Do we ever stop fretting over our babies–even when all three of them are in their forties?  August 3rd, the eve of Sarah’s fortieth birthday, she called to say she was in a hospital in Peru, having sustained a double fracture of her ankle while hiking.  The next day, her birthday, she posted photos of the X-rays on Facebook, and lamented the abrupt ending of her fortieth celebration, which was to culminate by hiking legendary Machu Picchu.  In the wonder of being connected across the globe, she was able to talk to her surgeon-father, and send photos of the X-rays to the family’s long time friend, and orthopedist.  The decision was made to make the long and arduous journey back to California and have the surgery performed at home.
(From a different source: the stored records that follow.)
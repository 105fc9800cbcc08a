//! In-memory package provider shared by the integration tests.

#![allow(dead_code)]

use async_trait::async_trait;
use pipewright_core::{Error, PackageProvider, Result};
use std::collections::HashMap;
use std::path::{Path, PathBuf};
use std::sync::Mutex;
use std::sync::atomic::{AtomicUsize, Ordering};
use std::time::Duration;

/// One published release.
#[derive(Clone)]
pub struct FixtureRelease {
    pub version: String,
    pub shared: Option<String>,
}

/// A published package: its releases and the shell script it installs.
#[derive(Clone, Default)]
pub struct FixturePackage {
    pub releases: Vec<FixtureRelease>,
    pub script: String,
}

/// Provider serving packages from memory and installing them as shell
/// scripts, counting every install.
#[derive(Default)]
pub struct FixtureProvider {
    packages: HashMap<String, FixturePackage>,
    failing: Vec<String>,
    install_delay: Duration,
    installs: AtomicUsize,
    installed: Mutex<Vec<String>>,
}

impl FixtureProvider {
    pub fn new() -> Self {
        Self::default()
    }

    /// Publish `package` with `(version, shared)` releases running `script`.
    pub fn with_package(
        mut self,
        package: &str,
        releases: &[(&str, Option<&str>)],
        script: &str,
    ) -> Self {
        self.packages.insert(
            package.to_string(),
            FixturePackage {
                releases: releases
                    .iter()
                    .map(|(version, shared)| FixtureRelease {
                        version: (*version).to_string(),
                        shared: shared.map(str::to_string),
                    })
                    .collect(),
                script: script.to_string(),
            },
        );
        self
    }

    /// Make installs of `package` fail.
    pub fn failing_install(mut self, package: &str) -> Self {
        self.failing.push(package.to_string());
        self
    }

    /// Slow down installs to widen race windows.
    pub fn with_install_delay(mut self, delay: Duration) -> Self {
        self.install_delay = delay;
        self
    }

    pub fn install_count(&self) -> usize {
        self.installs.load(Ordering::SeqCst)
    }

    /// `package@version` of every install, in order.
    pub fn installed(&self) -> Vec<String> {
        self.installed.lock().unwrap().clone()
    }

    fn package(&self, package: &str) -> Result<&FixturePackage> {
        self.packages
            .get(package)
            .ok_or_else(|| Error::provider(format!("package '{package}' not found")))
    }
}

#[async_trait]
impl PackageProvider for FixtureProvider {
    fn name(&self) -> &'static str {
        "fixture"
    }

    async fn list_versions(&self, package: &str) -> Result<Vec<String>> {
        Ok(self
            .package(package)?
            .releases
            .iter()
            .map(|r| r.version.clone())
            .collect())
    }

    async fn shared_dependency_version(
        &self,
        package: &str,
        version: &str,
        _dependency: &str,
    ) -> Result<Option<String>> {
        self.package(package)?
            .releases
            .iter()
            .find(|r| r.version == version)
            .map(|r| r.shared.clone())
            .ok_or_else(|| Error::provider(format!("{package}@{version} not found")))
    }

    async fn install(&self, package: &str, version: &str, dest: &Path) -> Result<()> {
        self.installs.fetch_add(1, Ordering::SeqCst);
        self.installed
            .lock()
            .unwrap()
            .push(format!("{package}@{version}"));
        if !self.install_delay.is_zero() {
            tokio::time::sleep(self.install_delay).await;
        }
        if self.failing.iter().any(|p| p == package) {
            std::fs::write(dest.join("partial.js"), "half").unwrap();
            return Err(Error::install_failed(package, version, "tarball truncated"));
        }

        let script = self.package(package)?.script.clone();
        std::fs::write(dest.join("run.sh"), script).unwrap();
        std::fs::create_dir_all(dest.join("lib")).unwrap();
        std::fs::write(dest.join("lib/index.js"), "module.exports = {}").unwrap();
        std::fs::write(
            dest.join("package.json"),
            format!("{{\"name\":\"{package}\",\"version\":\"{version}\"}}"),
        )
        .unwrap();
        Ok(())
    }

    async fn locate_executable(
        &self,
        _package: &str,
        _version: &str,
        dest: &Path,
    ) -> Result<PathBuf> {
        Ok(dest.join("run.sh"))
    }
}
//! npm registry package provider for pipewright.
//!
//! Answers version and dependency queries with `npm view`, fetches releases
//! with `npm pack`, unpacks the tarball into the cache staging directory
//! and installs runtime dependencies with `npm install --omit=dev`.

pub mod commands;
pub mod unpack;

use async_trait::async_trait;
use pipewright_core::{Error, PackageProvider, Result};
use std::path::{Path, PathBuf};
use tracing::{debug, info};

pub use unpack::Manifest;

/// Package provider backed by the npm CLI.
#[derive(Debug, Clone)]
pub struct NpmProvider {
    npm: PathBuf,
}

impl Default for NpmProvider {
    fn default() -> Self {
        Self::new()
    }
}

impl NpmProvider {
    /// Use `npm` from `PATH`.
    #[must_use]
    pub fn new() -> Self {
        Self {
            npm: PathBuf::from("npm"),
        }
    }

    /// Use a specific npm executable.
    #[must_use]
    pub fn with_program(npm: impl Into<PathBuf>) -> Self {
        Self { npm: npm.into() }
    }
}

#[async_trait]
impl PackageProvider for NpmProvider {
    fn name(&self) -> &'static str {
        "npm"
    }

    async fn list_versions(&self, package: &str) -> Result<Vec<String>> {
        let versions = commands::view_versions(&self.npm, package).await?;
        debug!(package, count = versions.len(), "Listed npm versions");
        Ok(versions)
    }

    async fn shared_dependency_version(
        &self,
        package: &str,
        version: &str,
        dependency: &str,
    ) -> Result<Option<String>> {
        commands::view_dependency(&self.npm, package, version, dependency).await
    }

    async fn install(&self, package: &str, version: &str, dest: &Path) -> Result<()> {
        let download = tempfile::TempDir::new()
            .map_err(|e| Error::io(e, None, "create download directory"))?;
        let tarball = commands::pack(&self.npm, package, version, download.path()).await?;
        info!(package, version, tarball = %tarball.display(), "Downloaded package");

        let target = dest.to_path_buf();
        tokio::task::spawn_blocking(move || {
            let file = std::fs::File::open(&tarball)
                .map_err(|e| Error::io(e, Some(&tarball), "open tarball"))?;
            unpack::unpack_tarball(std::io::BufReader::new(file), &target)
        })
        .await
        .map_err(|e| Error::install_failed(package, version, format!("unpack task failed: {e}")))??;

        commands::install_production(&self.npm, dest)
            .await
            .map_err(|e| Error::install_failed(package, version, e.to_string()))
    }

    async fn locate_executable(
        &self,
        _package: &str,
        _version: &str,
        dest: &Path,
    ) -> Result<PathBuf> {
        let manifest = Manifest::read(dest)?;
        Ok(dest.join(manifest.executable()))
    }
}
After talking to my other two daughters, and crying plenty of tears, they both reassured me, as only daughters can do.  When I finally went to bed, and thought of Sarah in a hospital bed far away, I remembered–as I always do on August 3rd–being in a hospital bed in Boston, with a Caesarian section scheduled early the next morning.  So afraid, in the middle of the night, about what would happen to my two children at home if I were to die in this childbirth, and what would become of this new baby.  What mother has not been awakened by such nightmares.  A mama deer and her two babies have been hanging out in our yard, assuming that I’ve grown geraniums and flowers in window boxes, just for them.  I startled her from the porch the other day, and was aghast when she scurried up the hill, leaving her Bambi behind.  Of course, this is the nature of things, and she is teaching her baby how to take care of herself.  But, it is easy to forget the nature of things, when you know your babies are in pain–even if they are forty-somethings.  With Nick at her side the whole time, Sarah is now safely back in California, welcomed home by her nearby sister, Valerie, who had left llama-shaped balloons, champagne and flowers at their house, as a day-after birthday celebration.  The kids are all right, the kids are all right.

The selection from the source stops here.